1992年冬のある夕辺起こった出来事は不吉の兆しであった。その夕刻、十人の客達が来ていて、大きなガラス窓近くのテーブルに座って、コザラツで最も人通りの多い通りをながめていた。「民族的に多様な」人々で上機嫌であった。ムスリム人の隣人バリチとセルビア人の女性アナがビデオ・テープの音楽に合わせて踊り出した。二人のダンスはただただ素敵であった。夜がふけた頃、見知らぬ男が店に闖入して来た。かなり飲んでいた。そして、私に向かって横柄に言った(P.22)、「お前はムスリム人にアルコールを出さない人物というそうだが・・・」。(以下、P.23の6割強がムスリム人酔客とタディチの間のトラブル的応答、省略:岩田)
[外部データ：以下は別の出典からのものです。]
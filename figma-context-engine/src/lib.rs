pub mod config;
pub mod errors;
pub mod figma_api;
pub mod reports;
pub mod telemetry;

use design_engine::{
    CodeTarget, DocumentNode, codegen::render_markup_document, enumerate, extract_style,
    find_by_name, render_markup, render_react_component,
};
use tracing::{debug, info, instrument};

pub use crate::{
    config::FigmaConfig,
    errors::{
        ErrorKind, FigmaConfigError, FigmaContextError, FigmaContextResult, FigmaUpstreamError,
    },
    figma_api::{FigmaClient, FigmaFile, parse_file_key},
    reports::{
        ComponentListing, GenerateRequest, GeneratedCode, InspectReport, NodeRequest,
        validate_file_key,
    },
};

/// Fetches a file, locates a node by name and returns its style record.
///
/// Order of checks: request parameters, then configuration, then the single
/// upstream fetch, then the search.
#[instrument(skip(cfg, req), fields(file_key = %req.file_key, node = %req.node_name))]
pub async fn run_inspect(cfg: &FigmaConfig, req: &NodeRequest) -> FigmaContextResult<InspectReport> {
    let file_key = req.validate()?;
    let file = fetch(cfg, &file_key).await?;
    let report = inspect_file(&file, &file_key, &req.node_name)?;

    info!(
        node_id = %report.node_id,
        component_type = %report.style.component_type,
        "node inspected"
    );
    Ok(report)
}

/// Fetches a file, locates a node by name and renders code for it.
#[instrument(
    skip(cfg, req),
    fields(file_key = %req.node.file_key, node = %req.node.node_name, target = %req.target)
)]
pub async fn run_generate(
    cfg: &FigmaConfig,
    req: &GenerateRequest,
) -> FigmaContextResult<GeneratedCode> {
    let file_key = req.node.validate()?;
    let file = fetch(cfg, &file_key).await?;
    let out = generate_from_file(&file, &file_key, req)?;

    info!(node_id = %out.node_id, bytes = out.code.len(), "code generated");
    Ok(out)
}

/// Fetches a file and lists its COMPONENT / FRAME / RECTANGLE nodes.
#[instrument(skip(cfg))]
pub async fn run_enumerate(cfg: &FigmaConfig, file_key: &str) -> FigmaContextResult<ComponentListing> {
    let file_key = validate_file_key(file_key)?;
    let file = fetch(cfg, &file_key).await?;
    let listing = list_file_components(&file);

    info!(count = listing.count, "components enumerated");
    Ok(listing)
}

async fn fetch(cfg: &FigmaConfig, file_key: &str) -> FigmaContextResult<FigmaFile> {
    let client = FigmaClient::from_config(cfg)?;
    client.fetch_file(file_key).await
}

fn locate<'a>(
    document: &'a DocumentNode,
    file_key: &str,
    name: &str,
) -> FigmaContextResult<&'a DocumentNode> {
    find_by_name(document, name).ok_or_else(|| {
        debug!(%file_key, %name, "node not found");
        FigmaContextError::NodeNotFound {
            file_key: file_key.to_string(),
            name: name.to_string(),
        }
    })
}

/// Inspection over an already fetched file.
pub fn inspect_file(file: &FigmaFile, file_key: &str, name: &str) -> FigmaContextResult<InspectReport> {
    let node = locate(&file.document, file_key, name)?;
    Ok(InspectReport {
        file_name: file.name.clone(),
        node_id: node.id.clone(),
        node_name: node.name.clone(),
        style: extract_style(node),
    })
}

/// Code generation over an already fetched file.
///
/// HTML goes through the full style record; React reads the raw node.
pub fn generate_from_file(
    file: &FigmaFile,
    file_key: &str,
    req: &GenerateRequest,
) -> FigmaContextResult<GeneratedCode> {
    let node = locate(&file.document, file_key, &req.node.node_name)?;

    let out = match req.target {
        CodeTarget::Html => {
            let style = extract_style(node);
            let code = if req.document {
                render_markup_document(&style, &node.name)
            } else {
                render_markup(&style)
            };
            GeneratedCode {
                target: CodeTarget::Html,
                node_id: node.id.clone(),
                component_name: None,
                code,
                style: Some(style),
            }
        }
        CodeTarget::React => {
            let component = render_react_component(node);
            GeneratedCode {
                target: CodeTarget::React,
                node_id: node.id.clone(),
                component_name: Some(component.name),
                code: component.code,
                style: None,
            }
        }
    };
    Ok(out)
}

/// Component listing over an already fetched file.
pub fn list_file_components(file: &FigmaFile) -> ComponentListing {
    let components = enumerate(&file.document);
    ComponentListing {
        file_name: file.name.clone(),
        last_modified: file.last_modified.clone(),
        count: components.len(),
        components,
    }
}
彼は出て行った。数秒後、喫茶店の大きなガラス窓が割られた。・・・。私は外へ飛び出して、乱暴した人物を追った。追いついてみると、一寸前に店で私を挑発したあの人物であった。つかまえて、店の中へ連れ込んだ。彼は多くの傷を負っていた。私達のまわりに血のついたガラス片が散らばっていた。隣人のバリチに彼の傷の手当てするように頼んだ。出血多量で店の中で死ぬのではないかと心配だった。私自身にも手当てが必要だった。同夜、挑発者はプリェドルの病院へ搬送され、必要な医療が施された。(P.23)病院から出てくるや否や、彼は次のような嘘をまき散らした。「タディチは、何人かのチェトニク達の助けを借りて、力づくで私を店の中へ引きずり込み、私の両腕や身体にナイフでセルピア正教の十字架やほかの印を刻み込んだ。」
7危険な噂
彼の語りはポトコザリェをおばけのように徘徊し出した。口から口へ、人から人へと伝わって、とうとう完全な真実であると受け容れられてしまった。噂を否定しようとしたが、無駄だった。事件の目撃者だった客達に呼びかけたが無駄だった。矢は放たれて、的に向かって走ってしまった。「コザラツ青年ムスリム人」組織は、「NIPPON」に足を踏み入れる者すべてに報復すると脅かした。私は完全に孤立していた。いやでもおうでも私をコザラツから追放する必要があった。ムスリム人によるこの地域の民族浄化プロジェクトであった。
私は、BiH(ボスニア・ヘルツェゴヴィナ)のセルビア人民がセルビアとの共通国家に留まる事を表明した住民投票の組織者の一人が私であった事を決してかくしていなかった。それ故にSDA党員達の非難にさらされるであろうと自覚していた。しかしながら、コザラツの住民、私の隣人達、知人達、そして友人達がBiH戦争勃発に関する、そしてまたオマルスカ、ケラテルム、そしてトルノポリェの諸収容所設置に関する主要犯罪者であると私を殆ど全員一致で名指すであろうとは予想もしなかった。